Böbrek nakilli anneye bebek sürprizi

A
A
A
Böbrek nakilli anneye bebek sürprizi

Tip 1 diyabet tanısıyla 12 yıl önce insüline başlayan, 7 yıl sonra da böbrek yetmezliği gelişip nakil olmak zorunda kalan Gözde Gül Koç, 38 yaşında bebeğini doğurdu, anne oldu.

Tip 1 diyabet tanısıyla 12 yıl önce insüline başlayan, 7 yıl sonra da böbrek yetmezliği gelişip nakil olmak zorunda kalan Gözde Gül Koç, 38 yaşında bebeğini doğurdu, anne oldu. Riskli bir gebelik sürecinden sonra minik kızı Nehir’e kavuşan Koç, “Bu zorlu dönemi çok iyi yöneten ve benim de yönetmemi sağlayan doktorum Prof. Namık Demir’e çok ama çok teşekkür ediyorum, çok mutluyum” dedi.

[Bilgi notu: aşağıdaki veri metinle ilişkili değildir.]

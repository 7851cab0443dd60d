use anyhow::{bail, Context, Result};
use chrono::{Local, NaiveDate};
use serde::Serialize;
use std::env;
use std::process::ExitCode;
use std::sync::Arc;
use tracing::info;
use tracing_subscriber::EnvFilter;

use recipe_reconciler::costing::CostEngine;
use recipe_reconciler::reconcile_config::{ReconcileConfig, Thresholds};
use recipe_reconciler::reports::{
    audit_lines, check_specification, recipe_report, specification_report, CrossCheckReport,
};
use recipe_reconciler::snapshot::ReconcileSnapshot;

const ENV_SNAPSHOT: &str = "RECONCILE_SNAPSHOT";
const ENV_MODE: &str = "RECONCILE_MODE";
const ENV_SPECIFICATION_ID: &str = "RECONCILE_SPECIFICATION_ID";
const ENV_TODAY: &str = "RECONCILE_TODAY";
const ENV_LOG_JSON: &str = "RECONCILE_LOG_JSON";

#[derive(Debug, Clone, Copy, PartialEq, Eq)]
enum Mode {
    Cross,
    Recipe,
    Specification,
}

impl Mode {
    fn parse(raw: &str) -> Result<Self> {
        match raw.trim().to_lowercase().as_str() {
            "" | "cross" => Ok(Mode::Cross),
            "recipe" => Ok(Mode::Recipe),
            "specification" | "spec" => Ok(Mode::Specification),
            other => bail!("Unknown {ENV_MODE} '{other}' (expected cross, recipe or specification)"),
        }
    }
}

fn init_logging() {
    let filter = EnvFilter::try_from_default_env().unwrap_or_else(|_| EnvFilter::new("info"));
    let json = env::var(ENV_LOG_JSON)
        .map(|v| matches!(v.trim(), "1" | "true"))
        .unwrap_or(false);

    // Reports go to stdout, logs to stderr
    let builder = tracing_subscriber::fmt()
        .with_env_filter(filter)
        .with_writer(std::io::stderr);
    if json {
        builder.json().init();
    } else {
        builder.init();
    }
}

fn reference_date() -> Result<NaiveDate> {
    match env::var(ENV_TODAY) {
        Ok(raw) => raw
            .trim()
            .parse::<NaiveDate>()
            .with_context(|| format!("{ENV_TODAY} must be an ISO date, got '{raw}'")),
        Err(_) => Ok(Local::now().date_naive()),
    }
}

/// One worker per specification, merged in specification-id order
async fn run_cross_check(
    snapshot: Arc<ReconcileSnapshot>,
    engine: Arc<CostEngine>,
    thresholds: Thresholds,
) -> Result<CrossCheckReport> {
    let audit = {
        let snapshot = Arc::clone(&snapshot);
        let engine = Arc::clone(&engine);
        tokio::task::spawn_blocking(move || audit_lines(&engine, &snapshot.recipes))
    };

    let workers: Vec<_> = snapshot
        .specifications_by_id()
        .into_iter()
        .cloned()
        .map(|spec| {
            let snapshot = Arc::clone(&snapshot);
            let engine = Arc::clone(&engine);
            let thresholds = thresholds;
            tokio::task::spawn_blocking(move || {
                let rules = snapshot.rules_for(spec.id);
                check_specification(&engine, &thresholds, &spec, &rules, &snapshot.recipes)
            })
        })
        .collect();

    let audit = audit.await.context("Line audit worker failed")?;
    let mut passes = Vec::with_capacity(workers.len());
    for worker in workers {
        passes.push(worker.await.context("Specification worker failed")?);
    }

    Ok(CrossCheckReport::assemble(
        engine.prices().today(),
        thresholds,
        &snapshot.recipes,
        audit,
        passes,
    ))
}

fn print_report<T: Serialize>(report: &T) -> Result<()> {
    let json = serde_json::to_string_pretty(report).context("Failed to serialize report")?;
    println!("{json}");
    Ok(())
}

#[tokio::main]
async fn main() -> Result<ExitCode> {
    // Load environment variables from .env file
    dotenv::dotenv().ok();

    init_logging();

    info!("Starting recipe reconciler");

    let snapshot_path = env::var(ENV_SNAPSHOT).with_context(|| format!("{ENV_SNAPSHOT} must be set"))?;
    let mode = Mode::parse(&env::var(ENV_MODE).unwrap_or_default())?;
    let today = reference_date()?;
    let config = ReconcileConfig::from_env();

    info!(
        snapshot = %snapshot_path,
        mode = ?mode,
        reference_date = %today,
        threshold_percent = config.thresholds.percent,
        recipe_threshold_percent = config.recipe_thresholds.percent,
        min_absolute = config.thresholds.min_absolute,
        "Configuration loaded"
    );

    let snapshot = ReconcileSnapshot::load(&snapshot_path)?;
    let engine = snapshot
        .build_engine(&config, today)
        .context("Failed to build cost engine")?;
    let thresholds = config.thresholds;

    let has_issues = match mode {
        Mode::Cross => {
            let report = run_cross_check(Arc::new(snapshot), Arc::new(engine), thresholds).await?;
            print_report(&report)?;
            report.has_issues()
        }
        Mode::Recipe => {
            let report = recipe_report(&engine, &config.recipe_thresholds, &snapshot.recipes);
            print_report(&report)?;
            report.has_issues()
        }
        Mode::Specification => {
            let raw = env::var(ENV_SPECIFICATION_ID)
                .with_context(|| format!("{ENV_SPECIFICATION_ID} must be set in specification mode"))?;
            let specification_id: i64 = raw
                .trim()
                .parse()
                .with_context(|| format!("{ENV_SPECIFICATION_ID} must be an integer, got '{raw}'"))?;
            let report = specification_report(
                &engine,
                &thresholds,
                specification_id,
                &snapshot.specifications,
                &snapshot.rules,
                &snapshot.recipes,
            )?;
            print_report(&report)?;
            report.has_issues()
        }
    };

    info!(has_issues, "Reconciliation finished");

    Ok(if has_issues {
        ExitCode::FAILURE
    } else {
        ExitCode::SUCCESS
    })
}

İzmirli bankacı Gözde Gül Koç, uzun yıllar voleybol oynamış, yaşadığı yorgunluğu, halsizliği hep yoğun spor yapmasına bağlamıştı. Biraz da ihmalkarlığı olabilirdi ama her şey de üst üste geliyordu. Aldığı kiloların, çok sık su içmesinin nedeninin spor yorgunluğundan değil şeker hastalığından olduğu 2006’da ortaya çıktı. 26 yaşındayken Tip 1 diyabet tanısı koyulan Gözde Gül Koç, babasının rahatsızlığının da peşinden gelmesiyle tüm sağlık sorunlarını üzüntüsüne bağladı. Şikayetlerinin psikolojik olduğunu düşünen Koç, Nisan 2013’te bir şok daha yaşadı. Bu kez yüksek tansiyona bağlı böbrek yetmezliği tanısı koyuldu. Şekerini kontrol altına tutabilen Koç moralini bozmamaya çalışsa da hastanelere gidip gelmek, diyet yapmak hiç kolay değildi. Duygu durumları da “kabul etme ile kaçmak” arasında değişiyordu. Bir ay diyaliz, ardından 9 ay kadar evde periton diyaliz yapan Koç, kapatılan bir üniversitesi hastanesinde 22 Ocak 2014’te ağabeyi Mustafa Gül’den (40) nakledilen böbrekle yeni bir hayata başladı. Kötü günleri geride bırakan Koç, nakilden bir yıl sonra mali müşavir Turgut Koç (42) ile evlenerek yaşamında yeni bir sayfa açtı. Koç, annelik konusunda “ileride pişman olur muyum- olmaz mıyım” diye düşünürken hamile kaldı. Hem diyabet hastası hem de böbrek nakilli anne adayı Koç, İzmir Kent Hastanesi’nde Kadın Hastalıkları ve Doğum Uzmanı, Perinatolog (Perinatoloji -anne veya bebek açısından risk oluşturabilecek gebeliklerle ilgilenen bilim dalı) Prof. Dr. Namık Demir’e başvurdu. Koç, Prof. Dr. Demir’in kontrolünde, tüm öneri ve uyarılara harfiyen uyarak doğuma hazırlandı. Hamileliğin 7 ayını sorunsuz geçiren Koç, geçtiğimiz 30 Temmuz’da sezaryenle kızı Nehir’i dünyaya getirdi. 35 haftalık 2 kilo 590 gram ağırlığında, 48 santimetre boyunda doğan Nehir, Gözde ve Turgut koç çiftine mutlulukların en büyüğünü yaşattı.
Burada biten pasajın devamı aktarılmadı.